_What you should do_
Using the records below, repeat exactly the lines from the one holding "to load venue-listings" through the one holding "let port = port.unwrap_or(config.server.port);", both ends included, and no others.

>>>

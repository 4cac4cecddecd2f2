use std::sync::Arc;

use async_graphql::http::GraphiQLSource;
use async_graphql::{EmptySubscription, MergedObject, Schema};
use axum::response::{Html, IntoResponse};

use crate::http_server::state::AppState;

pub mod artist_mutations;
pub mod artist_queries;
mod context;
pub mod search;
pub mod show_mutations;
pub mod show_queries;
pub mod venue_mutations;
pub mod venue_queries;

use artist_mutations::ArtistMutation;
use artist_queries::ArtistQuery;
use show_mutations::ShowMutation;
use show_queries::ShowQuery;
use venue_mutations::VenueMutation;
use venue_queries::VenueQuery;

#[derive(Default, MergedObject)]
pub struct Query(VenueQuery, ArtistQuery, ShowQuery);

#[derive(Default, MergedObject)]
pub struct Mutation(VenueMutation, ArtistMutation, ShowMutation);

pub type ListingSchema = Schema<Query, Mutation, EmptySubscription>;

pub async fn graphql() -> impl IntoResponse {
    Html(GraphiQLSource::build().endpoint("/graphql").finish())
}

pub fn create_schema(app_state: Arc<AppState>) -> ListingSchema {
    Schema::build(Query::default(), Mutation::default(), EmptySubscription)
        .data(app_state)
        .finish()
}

<<<
>>>

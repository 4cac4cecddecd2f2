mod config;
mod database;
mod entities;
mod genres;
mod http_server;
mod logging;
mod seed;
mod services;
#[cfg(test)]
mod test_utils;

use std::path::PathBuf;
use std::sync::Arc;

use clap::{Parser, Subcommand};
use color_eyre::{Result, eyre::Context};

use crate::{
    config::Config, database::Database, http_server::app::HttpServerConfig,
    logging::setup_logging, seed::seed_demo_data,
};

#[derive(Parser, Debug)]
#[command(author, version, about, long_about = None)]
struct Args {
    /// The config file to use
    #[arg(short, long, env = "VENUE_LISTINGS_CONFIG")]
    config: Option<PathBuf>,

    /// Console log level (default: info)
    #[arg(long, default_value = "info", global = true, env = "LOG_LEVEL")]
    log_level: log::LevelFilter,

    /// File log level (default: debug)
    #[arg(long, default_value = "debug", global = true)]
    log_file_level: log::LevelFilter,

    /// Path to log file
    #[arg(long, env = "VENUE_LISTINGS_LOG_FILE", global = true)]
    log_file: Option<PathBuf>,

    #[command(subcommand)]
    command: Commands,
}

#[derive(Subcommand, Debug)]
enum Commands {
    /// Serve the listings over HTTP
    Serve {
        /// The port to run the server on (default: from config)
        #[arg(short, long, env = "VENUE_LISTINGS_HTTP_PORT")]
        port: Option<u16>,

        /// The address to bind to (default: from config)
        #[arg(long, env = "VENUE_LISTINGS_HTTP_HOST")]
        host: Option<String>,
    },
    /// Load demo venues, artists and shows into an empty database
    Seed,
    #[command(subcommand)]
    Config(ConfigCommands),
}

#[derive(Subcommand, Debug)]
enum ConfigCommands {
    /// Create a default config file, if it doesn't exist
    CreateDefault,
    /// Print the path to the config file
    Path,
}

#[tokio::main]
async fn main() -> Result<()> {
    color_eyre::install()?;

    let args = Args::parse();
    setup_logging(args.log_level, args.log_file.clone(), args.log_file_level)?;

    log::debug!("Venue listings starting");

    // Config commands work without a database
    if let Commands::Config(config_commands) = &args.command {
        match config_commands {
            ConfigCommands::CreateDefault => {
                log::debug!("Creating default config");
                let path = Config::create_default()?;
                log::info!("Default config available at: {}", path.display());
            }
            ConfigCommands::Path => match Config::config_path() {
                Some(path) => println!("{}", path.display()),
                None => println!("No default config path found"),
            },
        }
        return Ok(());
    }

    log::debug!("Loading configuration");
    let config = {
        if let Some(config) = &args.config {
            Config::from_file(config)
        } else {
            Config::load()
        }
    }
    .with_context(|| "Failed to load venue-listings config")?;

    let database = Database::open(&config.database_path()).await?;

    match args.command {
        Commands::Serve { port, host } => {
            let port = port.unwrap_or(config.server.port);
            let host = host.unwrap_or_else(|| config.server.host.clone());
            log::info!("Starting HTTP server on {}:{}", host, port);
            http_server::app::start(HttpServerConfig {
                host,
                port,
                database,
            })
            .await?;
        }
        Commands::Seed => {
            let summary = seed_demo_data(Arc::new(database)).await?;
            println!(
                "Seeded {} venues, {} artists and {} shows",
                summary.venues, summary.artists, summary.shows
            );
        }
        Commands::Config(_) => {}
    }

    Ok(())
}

<<<

_Solution to this task_
    .with_context(|| "Failed to load venue-listings config")?;

    let database = Database::open(&config.database_path()).await?;

    match args.command {
        Commands::Serve { port, host } => {
            let port = port.unwrap_or(config.server.port);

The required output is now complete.